August 18, 2012 at 04:41

Like the August 5 and July 19 posts, my computer (running XP) will not connect to the internet in safe mode. I followed the suggestions (using a usb stick), but they don’t seem to work. ComboFix (renamed) starts to produce a log, then freezes. Hitman Pro immediately says it has suspended 2 files, but then continually tries to update on the internet (no matter what the settings are). Rkill also says it has suspended some files, but doesn’t seem to affect anything else. Just for completeness, I also tried Kaspersky (continuously said there was an error requiring reboot), Malwarebytes (runs with 70 day old definitions, but there’s no way to get updates using a usb), ESET (requires internet), and Emisisoft (quarantined 2 files, but no way to update on usb). All these were tried in both normal and safe modes. Links to any log files are lost on every reboot, and I would lose too much data on a reformat. What’s the next logical step?
- Stelian Pilici
  
  August 20, 2012 at 03:42
  Hello Carl,
  While in Normal Mode , can you connect to the Internet?
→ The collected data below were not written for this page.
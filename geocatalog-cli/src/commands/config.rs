//! Configuration management CLI commands.
//!
//! Provides `config get`, `config set`, `config list`, `config path`, and
//! `config init` for viewing and modifying settings from the command line.

use clap::Subcommand;
use geocatalog::config::{config_file_path, ConfigFile, ConfigInit, ConfigKey};

use crate::error::CliError;

/// Config subcommands.
#[derive(Debug, Subcommand)]
pub enum ConfigCommands {
    /// Get a configuration value
    Get {
        /// Configuration key in format section.key (e.g., reconcile.table)
        key: String,
    },

    /// Set a configuration value
    Set {
        /// Configuration key in format section.key (e.g., reconcile.table)
        key: String,

        /// Value to set
        value: String,
    },

    /// List all configuration settings
    List,

    /// Show the configuration file path
    Path,

    /// Write a configuration file with default values if none exists
    Init,
}

/// Run a config subcommand.
pub fn run(command: ConfigCommands) -> Result<(), CliError> {
    match command {
        ConfigCommands::Get { key } => run_get(&key),
        ConfigCommands::Set { key, value } => run_set(&key, &value),
        ConfigCommands::List => run_list(),
        ConfigCommands::Path => run_path(),
        ConfigCommands::Init => run_init(),
    }
}

fn parse_key(key: &str) -> Result<ConfigKey, CliError> {
    key.parse().map_err(|_| {
        CliError::Config(format!(
            "Unknown configuration key '{}'. Use 'geocatalog config list' to see available keys.",
            key
        ))
    })
}

/// Get a configuration value.
fn run_get(key: &str) -> Result<(), CliError> {
    let config_key = parse_key(key)?;
    let config = ConfigFile::load()?;
    let value = config_key.get(&config);

    if value.is_empty() {
        println!("(not set)");
    } else {
        println!("{}", value);
    }

    Ok(())
}

/// Set a configuration value.
fn run_set(key: &str, value: &str) -> Result<(), CliError> {
    let config_key = parse_key(key)?;

    let mut config = ConfigFile::load()?;
    config_key
        .set(&mut config, value)
        .map_err(|e| CliError::Config(e.to_string()))?;
    config.save()?;

    println!("Set {} = {}", config_key.name(), config_key.get(&config));

    Ok(())
}

/// List all configuration settings.
fn run_list() -> Result<(), CliError> {
    let config = ConfigFile::load()?;

    println!("Configuration Settings");
    println!("======================");
    println!();

    let mut current_section = "";

    for key in ConfigKey::all() {
        let section = key.section();

        if section != current_section {
            if !current_section.is_empty() {
                println!();
            }
            println!("[{}]", section);
            current_section = section;
        }

        let value = key.get(&config);
        let key_name = key.key_name();

        if value.is_empty() {
            println!("  {} = (not set)", key_name);
        } else {
            println!("  {} = {}", key_name, value);
        }
    }

    Ok(())
}

/// Show the configuration file path.
fn run_path() -> Result<(), CliError> {
    println!("{}", config_file_path().display());
    Ok(())
}

/// Create the configuration file with defaults.
fn run_init() -> Result<(), CliError> {
    match ConfigFile::ensure_exists()? {
        ConfigInit::Existing(path) => {
            println!("Configuration already exists at {}", path.display());
        }
        ConfigInit::Created(path) => {
            println!("Created {}", path.display());
            println!("Next: geocatalog config set data.directory /path/to/data");
        }
    }

    Ok(())
}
  IF yes,please follow this steps:
  STEP 1: Run a scan with Malwarebytes Anti-Malware in Chameleon Mode in Norman mode:
  1. Download Malwarebytes Chameleon from here and extract it to a folder in a convenient location
  2. Make certain that your PC is connected to the internet and then open the folder where you extracted Chameleon to and double-click on the Chameleon help file and then follow the onscreen instructions to use it.
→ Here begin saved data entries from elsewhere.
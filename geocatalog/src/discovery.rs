//! Recursive data file discovery.

use std::collections::BTreeSet;
use std::path::{Path, PathBuf};

use walkdir::WalkDir;

/// Errors from directory scans.
#[derive(Debug, thiserror::Error)]
pub enum DiscoveryError {
    /// The root is missing or not a directory.
    #[error("Data directory '{}' does not exist or is not a directory", .0.display())]
    NotADirectory(PathBuf),

    /// The walk failed partway.
    #[error("Failed to scan '{}': {source}", .root.display())]
    Walk {
        root: PathBuf,
        #[source]
        source: walkdir::Error,
    },
}

/// Set of file extensions, compared case-insensitively and without the dot.
#[derive(Debug, Clone, PartialEq, Eq)]
pub struct ExtensionSet(BTreeSet<String>);

impl ExtensionSet {
    pub fn new<I, S>(extensions: I) -> Self
    where
        I: IntoIterator<Item = S>,
        S: AsRef<str>,
    {
        Self(
            extensions
                .into_iter()
                .map(|ext| ext.as_ref().trim().trim_start_matches('.').to_ascii_lowercase())
                .filter(|ext| !ext.is_empty())
                .collect(),
        )
    }

    /// True when `path` has one of the extensions.
    pub fn matches(&self, path: &Path) -> bool {
        path.extension()
            .and_then(|ext| ext.to_str())
            .is_some_and(|ext| self.0.contains(&ext.to_ascii_lowercase()))
    }

    /// Extensions in sorted order.
    pub fn iter(&self) -> impl Iterator<Item = &str> {
        self.0.iter().map(String::as_str)
    }
}

/// A discovered file, split into the parts reports need.
#[derive(Debug, Clone, PartialEq, Eq)]
pub struct DataFile {
    pub path: PathBuf,
    /// File name with extension.
    pub file_name: String,
    /// File name without extension.
    pub stem: String,
    /// Extension with its leading dot (`.shp`), empty when there is none.
    pub extension: String,
}

impl DataFile {
    pub fn new(path: PathBuf) -> Self {
        let lossy = |s: Option<&std::ffi::OsStr>| {
            s.map(|s| s.to_string_lossy().into_owned()).unwrap_or_default()
        };
        let file_name = lossy(path.file_name());
        let stem = lossy(path.file_stem());
        let extension = path
            .extension()
            .map(|ext| format!(".{}", ext.to_string_lossy()))
            .unwrap_or_default();
        Self {
            path,
            file_name,
            stem,
            extension,
        }
    }
}

/// Every regular file under `root` whose extension is in `extensions`,
/// sorted by path.
pub fn discover(root: &Path, extensions: &ExtensionSet) -> Result<Vec<PathBuf>, DiscoveryError> {
    if !root.is_dir() {
        return Err(DiscoveryError::NotADirectory(root.to_path_buf()));
    }

    let mut files = Vec::new();
    for entry in WalkDir::new(root).follow_links(false) {
        let entry = entry.map_err(|source| DiscoveryError::Walk {
            root: root.to_path_buf(),
            source,
        })?;
        if entry.file_type().is_file() && extensions.matches(entry.path()) {
            files.push(entry.into_path());
        }
    }
    files.sort();

    tracing::debug!(
        root = %root.display(),
        count = files.len(),
        "Discovered data files"
    );
    Ok(files)
}

#[cfg(test)]
mod tests {
    use super::*;
    use tempfile::TempDir;

    #[test]
    fn test_recursive_case_insensitive_sorted() {
        let temp = TempDir::new().unwrap();
        let nested = temp.path().join("b").join("c");
        std::fs::create_dir_all(&nested).unwrap();
        for path in [
            temp.path().join("z.SHP"),
            temp.path().join("a.gpkg"),
            temp.path().join("a.dbf"),
            nested.join("m.shp"),
            temp.path().join("noext"),
        ] {
            std::fs::write(path, b"").unwrap();
        }

        let files = discover(temp.path(), &ExtensionSet::new(["shp", ".GPKG"])).unwrap();
        let relative: Vec<_> = files
            .iter()
            .map(|p| p.strip_prefix(temp.path()).unwrap().to_path_buf())
            .collect();
        assert_eq!(
            relative,
            vec![
                PathBuf::from("a.gpkg"),
                PathBuf::from("b/c/m.shp"),
                PathBuf::from("z.SHP"),
            ]
        );
    }

    #[test]
    fn test_missing_root() {
        let temp = TempDir::new().unwrap();
        let err = discover(&temp.path().join("missing"), &ExtensionSet::new(["shp"])).unwrap_err();
        assert!(matches!(err, DiscoveryError::NotADirectory(_)));
    }

    #[test]
    fn test_data_file_parts() {
        let file = DataFile::new(PathBuf::from("/data/routes/A36.shp"));
        assert_eq!(file.file_name, "A36.shp");
        assert_eq!(file.stem, "A36");
        assert_eq!(file.extension, ".shp");
    }
}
  3. If the Chameleon help file itself will not open, then double-click each file one by one until you find one that works, which will be indicated by a black DOS/command prompt window Note: Do not attempt to open mbam-killer as that is not a Chameleon executable and serves a different purpose)
  4. Follow the onscreen instructions to press a key to continue and Chameleon will proceed to download and install Malwarebytes Anti-Malware for you
  5. Once it has done this, it will attempt to update Malwarebytes Anti-Malware, click OK when it says that the database was updated successful
  6. Next, Malwarebytes Anti-Malware will automatically open and perform a Quick scan
  7. Upon completion of the scan, if anything has been detected, click on Show Result
  8. Have Malwarebytes Anti-Malware remove any threats that are detected and click Yes if prompted to reboot your computer to allow the removal process to complete
  9. After your computer restarts, open Malwarebytes Anti-Malware and perform a Full System scan to verify that there are no remaining threats
  STEP 2: Run a scan with RogueKiller
  1. Please download the latest official version of RogueKiller.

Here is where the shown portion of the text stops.